WHAT THIS TASK INVOLVES:
For this exercise, transcribe all the records below exactly.

*** Opening of INPUT RECORDS ***

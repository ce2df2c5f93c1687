//! Janitor loops: stale-instance reclamation and event retention.

use std::sync::Arc;
use std::time::Duration;

use serde_json::json;
use tokio_util::sync::CancellationToken;

use crate::config::EventRetentionConfig;
use crate::error::Result;
use crate::events::{AgentEvent, EventSeverity, EventType};
use crate::executor::Executor;

impl Executor {
    /// Stale-instance janitor: repeat the startup reclamation sweep, prune
    /// preserved failed sandboxes, and delete old stopped instance rows.
    /// The sweep runs on a throwaway task so shutdown is never blocked.
    pub(crate) async fn stale_cleanup_loop(self: Arc<Self>, stop: CancellationToken) {
        let mut interval = tokio::time::interval(self.config.cleanup_interval);
        // The startup path already swept once; skip the immediate tick.
        interval.tick().await;
        loop {
            tokio::select! {
                _ = stop.cancelled() => return,
                _ = interval.tick() => {
                    if stop.is_cancelled() {
                        return;
                    }
                    let this = self.clone();
                    let sweep = tokio::spawn(async move { this.run_stale_cleanup().await });
                    tokio::select! {
                        result = sweep => {
                            if let Ok(Err(e)) = result {
                                tracing::warn!(error = %e, "Stale-instance cleanup failed");
                            }
                        }
                        _ = stop.cancelled() => return,
                    }
                }
            }
        }
    }

    async fn run_stale_cleanup(self: Arc<Self>) -> Result<()> {
        let cleaned = self
            .store
            .cleanup_stale_instances(self.config.stale_threshold)?;
        if cleaned > 0 {
            tracing::info!(
                cleaned,
                "Marked stale instances as crashed and released their claims"
            );
        }

        if let Some(sandboxes) = &self.sandboxes {
            if self.config.sandbox_retention_count > 0 {
                match sandboxes.prune_stale(self.config.sandbox_retention_count).await {
                    Ok(0) => {}
                    Ok(pruned) => tracing::info!(pruned, "Pruned stale sandboxes"),
                    Err(e) => tracing::warn!(error = %e, "Failed to prune stale sandboxes"),
                }
            }
        }

        match self.store.delete_old_stopped_instances(
            self.config.instance_cleanup_age,
            self.config.instance_cleanup_keep,
        ) {
            Ok(0) => {}
            Ok(deleted) => tracing::info!(deleted, "Deleted old stopped executor instances"),
            Err(e) => tracing::warn!(error = %e, "Failed to delete old stopped instances"),
        }

        Ok(())
    }

    /// Event-retention janitor. Runs once immediately, then on its own
    /// (hour-scale) cadence. Disabled or invalid configuration stops the
    /// loop without affecting the rest of the executor.
    pub(crate) async fn event_retention_loop(self: Arc<Self>, stop: CancellationToken) {
        let retention = self.config.event_retention.clone();
        if let Err(e) = retention.validate() {
            tracing::error!(error = %e, "Invalid event retention config (cleanup disabled)");
            return;
        }
        if !retention.enabled {
            tracing::info!("Event retention cleanup disabled via configuration");
            return;
        }

        let cleanup_interval =
            Duration::from_secs(u64::from(retention.cleanup_interval_hours) * 3600);
        tracing::info!(
            interval_hours = retention.cleanup_interval_hours,
            retention_days = retention.retention_days,
            per_issue_limit = retention.per_issue_limit,
            global_limit = retention.global_limit,
            "Event retention cleanup started"
        );

        if let Err(e) = self.run_event_cleanup(&retention) {
            tracing::warn!(error = %e, "Initial event cleanup failed");
        }

        let mut interval = tokio::time::interval(cleanup_interval);
        interval.tick().await; // immediate run already happened
        loop {
            tokio::select! {
                _ = stop.cancelled() => return,
                _ = interval.tick() => {
                    if stop.is_cancelled() {
                        return;
                    }
                    if let Err(e) = self.run_event_cleanup(&retention) {
                        tracing::warn!(error = %e, "Event cleanup failed");
                    }
                }
            }
        }
    }

    /// One retention cycle: age-based, per-issue cap, then global cap, each
    /// batched, followed by optional compaction and a summary event.
    pub fn run_event_cleanup(&self, cfg: &EventRetentionConfig) -> Result<()> {
        let started = std::time::Instant::now();

        let time_based = match self.store.cleanup_events_by_age(
            cfg.retention_days,
            cfg.retention_critical_days,
            cfg.batch_size,
        ) {
            Ok(deleted) => deleted,
            Err(e) => {
                self.log_cleanup_summary(0, 0, 0, started, false, 0, Some(&e.to_string()));
                return Err(e);
            }
        };

        let per_issue = match self
            .store
            .cleanup_events_by_issue_limit(cfg.per_issue_limit, cfg.batch_size)
        {
            Ok(deleted) => deleted,
            Err(e) => {
                self.log_cleanup_summary(time_based, 0, 0, started, false, 0, Some(&e.to_string()));
                return Err(e);
            }
        };

        // Trigger the aggressive global sweep at 95% of the configured cap.
        let trigger = (cfg.global_limit as f64 * 0.95) as usize;
        let global = match self
            .store
            .cleanup_events_by_global_limit(trigger, cfg.batch_size)
        {
            Ok(deleted) => deleted,
            Err(e) => {
                self.log_cleanup_summary(
                    time_based,
                    per_issue,
                    0,
                    started,
                    false,
                    0,
                    Some(&e.to_string()),
                );
                return Err(e);
            }
        };

        let total = time_based + per_issue + global;
        let mut vacuum_ran = false;
        if cfg.vacuum && total > 0 {
            match self.store.vacuum() {
                Ok(()) => vacuum_ran = true,
                Err(e) => tracing::warn!(error = %e, "VACUUM failed"),
            }
        }

        let remaining = match self.store.get_event_counts() {
            Ok(counts) => counts.total,
            Err(e) => {
                tracing::warn!(error = %e, "Failed to read event counts");
                0
            }
        };

        self.log_cleanup_summary(time_based, per_issue, global, started, vacuum_ran, remaining, None);

        if total > 0 || vacuum_ran {
            tracing::info!(
                total,
                time_based,
                per_issue,
                global,
                vacuum_ran,
                remaining,
                elapsed_ms = started.elapsed().as_millis() as u64,
                "Event cleanup cycle finished"
            );
        }
        Ok(())
    }

    #[allow(clippy::too_many_arguments)]
    fn log_cleanup_summary(
        &self,
        time_based: usize,
        per_issue: usize,
        global: usize,
        started: std::time::Instant,
        vacuum_ran: bool,
        remaining: i64,
        error: Option<&str>,
    ) {
        let total = time_based + per_issue + global;
        let elapsed_ms = started.elapsed().as_millis() as u64;
        let success = error.is_none();

        let mut data = json!({
            "events_deleted": total,
            "time_based_deleted": time_based,
            "per_issue_deleted": per_issue,
            "global_limit_deleted": global,
            "processing_time_ms": elapsed_ms,
            "vacuum_ran": vacuum_ran,
            "events_remaining": remaining,
            "success": success,
        });
        if let Some(error) = error {
            data["error"] = json!(error);
        }

        let message = match error {
            None => format!("Event cleanup completed: deleted {total} events in {elapsed_ms}ms"),
            Some(error) => format!("Event cleanup failed: {error}"),
        };
        let severity = if success {
            EventSeverity::Info
        } else {
            EventSeverity::Error
        };

        // System-wide event: no parent issue.
        let event = AgentEvent::new(EventType::EventCleanupCompleted, severity, message)
            .from_executor(self.instance_id.clone())
            .with_data(data);
        if let Err(e) = self.store.store_agent_event(&event) {
            tracing::warn!(error = %e, "Failed to store cleanup summary event");
        }
    }
}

*** Close of INPUT RECORDS ***

SOLUTION TO THIS PROBLEM:
repository ce2df2c5f93c1687
//! Janitor loops: stale-instance reclamation and event retention.

use std::sync::Arc;
use std::time::Duration;

use serde_json::json;
use tokio_util::sync::CancellationToken;

use crate::config::EventRetentionConfig;
use crate::error::Result;
use crate::events::{AgentEvent, EventSeverity, EventType};
use crate::executor::Executor;

impl Executor {
    /// Stale-instance janitor: repeat the startup reclamation sweep, prune
    /// preserved failed sandboxes, and delete old stopped instance rows.
    /// The sweep runs on a throwaway task so shutdown is never blocked.
    pub(crate) async fn stale_cleanup_loop(self: Arc<Self>, stop: CancellationToken) {
        let mut interval = tokio::time::interval(self.config.cleanup_interval);
        // The startup path already swept once; skip the immediate tick.
        interval.tick().await;
        loop {
            tokio::select! {
                _ = stop.cancelled() => return,
                _ = interval.tick() => {
                    if stop.is_cancelled() {
                        return;
                    }
                    let this = self.clone();
                    let sweep = tokio::spawn(async move { this.run_stale_cleanup().await });
                    tokio::select! {
                        result = sweep => {
                            if let Ok(Err(e)) = result {
                                tracing::warn!(error = %e, "Stale-instance cleanup failed");
                            }
                        }
                        _ = stop.cancelled() => return,
                    }
                }
            }
        }
    }

    async fn run_stale_cleanup(self: Arc<Self>) -> Result<()> {
        let cleaned = self
            .store
            .cleanup_stale_instances(self.config.stale_threshold)?;
        if cleaned > 0 {
            tracing::info!(
                cleaned,
                "Marked stale instances as crashed and released their claims"
            );
        }

        if let Some(sandboxes) = &self.sandboxes {
            if self.config.sandbox_retention_count > 0 {
                match sandboxes.prune_stale(self.config.sandbox_retention_count).await {
                    Ok(0) => {}
                    Ok(pruned) => tracing::info!(pruned, "Pruned stale sandboxes"),
                    Err(e) => tracing::warn!(error = %e, "Failed to prune stale sandboxes"),
                }
            }
        }

        match self.store.delete_old_stopped_instances(
            self.config.instance_cleanup_age,
            self.config.instance_cleanup_keep,
        ) {
            Ok(0) => {}
            Ok(deleted) => tracing::info!(deleted, "Deleted old stopped executor instances"),
            Err(e) => tracing::warn!(error = %e, "Failed to delete old stopped instances"),
        }

        Ok(())
    }

    /// Event-retention janitor. Runs once immediately, then on its own
    /// (hour-scale) cadence. Disabled or invalid configuration stops the
    /// loop without affecting the rest of the executor.
    pub(crate) async fn event_retention_loop(self: Arc<Self>, stop: CancellationToken) {
        let retention = self.config.event_retention.clone();
        if let Err(e) = retention.validate() {
            tracing::error!(error = %e, "Invalid event retention config (cleanup disabled)");
            return;
        }
        if !retention.enabled {
            tracing::info!("Event retention cleanup disabled via configuration");
            return;
        }

        let cleanup_interval =
            Duration::from_secs(u64::from(retention.cleanup_interval_hours) * 3600);
        tracing::info!(
            interval_hours = retention.cleanup_interval_hours,
            retention_days = retention.retention_days,
            per_issue_limit = retention.per_issue_limit,
            global_limit = retention.global_limit,
            "Event retention cleanup started"
        );

        if let Err(e) = self.run_event_cleanup(&retention) {
            tracing::warn!(error = %e, "Initial event cleanup failed");
        }

        let mut interval = tokio::time::interval(cleanup_interval);
        interval.tick().await; // immediate run already happened
        loop {
            tokio::select! {
                _ = stop.cancelled() => return,
                _ = interval.tick() => {
                    if stop.is_cancelled() {
                        return;
                    }
                    if let Err(e) = self.run_event_cleanup(&retention) {
                        tracing::warn!(error = %e, "Event cleanup failed");
                    }
                }
            }
        }
    }

    /// One retention cycle: age-based, per-issue cap, then global cap, each
    /// batched, followed by optional compaction and a summary event.
    pub fn run_event_cleanup(&self, cfg: &EventRetentionConfig) -> Result<()> {
        let started = std::time::Instant::now();

        let time_based = match self.store.cleanup_events_by_age(
            cfg.retention_days,
            cfg.retention_critical_days,
            cfg.batch_size,
        ) {
            Ok(deleted) => deleted,
            Err(e) => {
                self.log_cleanup_summary(0, 0, 0, started, false, 0, Some(&e.to_string()));
                return Err(e);
            }
        };

        let per_issue = match self
            .store
            .cleanup_events_by_issue_limit(cfg.per_issue_limit, cfg.batch_size)
        {
            Ok(deleted) => deleted,
            Err(e) => {
                self.log_cleanup_summary(time_based, 0, 0, started, false, 0, Some(&e.to_string()));
                return Err(e);
            }
        };

        // Trigger the aggressive global sweep at 95% of the configured cap.
        let trigger = (cfg.global_limit as f64 * 0.95) as usize;
        let global = match self
            .store
            .cleanup_events_by_global_limit(trigger, cfg.batch_size)
        {
            Ok(deleted) => deleted,
            Err(e) => {
                self.log_cleanup_summary(
                    time_based,
                    per_issue,
                    0,
                    started,
                    false,
                    0,
                    Some(&e.to_string()),
                );
                return Err(e);
            }
        };

        let total = time_based + per_issue + global;
        let mut vacuum_ran = false;
        if cfg.vacuum && total > 0 {
            match self.store.vacuum() {
                Ok(()) => vacuum_ran = true,
                Err(e) => tracing::warn!(error = %e, "VACUUM failed"),
            }
        }

        let remaining = match self.store.get_event_counts() {
            Ok(counts) => counts.total,
            Err(e) => {
                tracing::warn!(error = %e, "Failed to read event counts");
                0
            }
        };

        self.log_cleanup_summary(time_based, per_issue, global, started, vacuum_ran, remaining, None);

        if total > 0 || vacuum_ran {
            tracing::info!(
                total,
                time_based,
                per_issue,
                global,
                vacuum_ran,
                remaining,
                elapsed_ms = started.elapsed().as_millis() as u64,
                "Event cleanup cycle finished"
            );
        }
        Ok(())
    }

    #[allow(clippy::too_many_arguments)]
    fn log_cleanup_summary(
        &self,
        time_based: usize,
        per_issue: usize,
        global: usize,
        started: std::time::Instant,
        vacuum_ran: bool,
        remaining: i64,
        error: Option<&str>,
    ) {
        let total = time_based + per_issue + global;
        let elapsed_ms = started.elapsed().as_millis() as u64;
        let success = error.is_none();

        let mut data = json!({
            "events_deleted": total,
            "time_based_deleted": time_based,
            "per_issue_deleted": per_issue,
            "global_limit_deleted": global,
            "processing_time_ms": elapsed_ms,
            "vacuum_ran": vacuum_ran,
            "events_remaining": remaining,
            "success": success,
        });
        if let Some(error) = error {
            data["error"] = json!(error);
        }

        let message = match error {
            None => format!("Event cleanup completed: deleted {total} events in {elapsed_ms}ms"),
            Some(error) => format!("Event cleanup failed: {error}"),
        };
        let severity = if success {
            EventSeverity::Info
        } else {
            EventSeverity::Error
        };

        // System-wide event: no parent issue.
        let event = AgentEvent::new(EventType::EventCleanupCompleted, severity, message)
            .from_executor(self.instance_id.clone())
            .with_data(data);
        if let Err(e) = self.store.store_agent_event(&event) {
            tracing::warn!(error = %e, "Failed to store cleanup summary event");
        }
    }
}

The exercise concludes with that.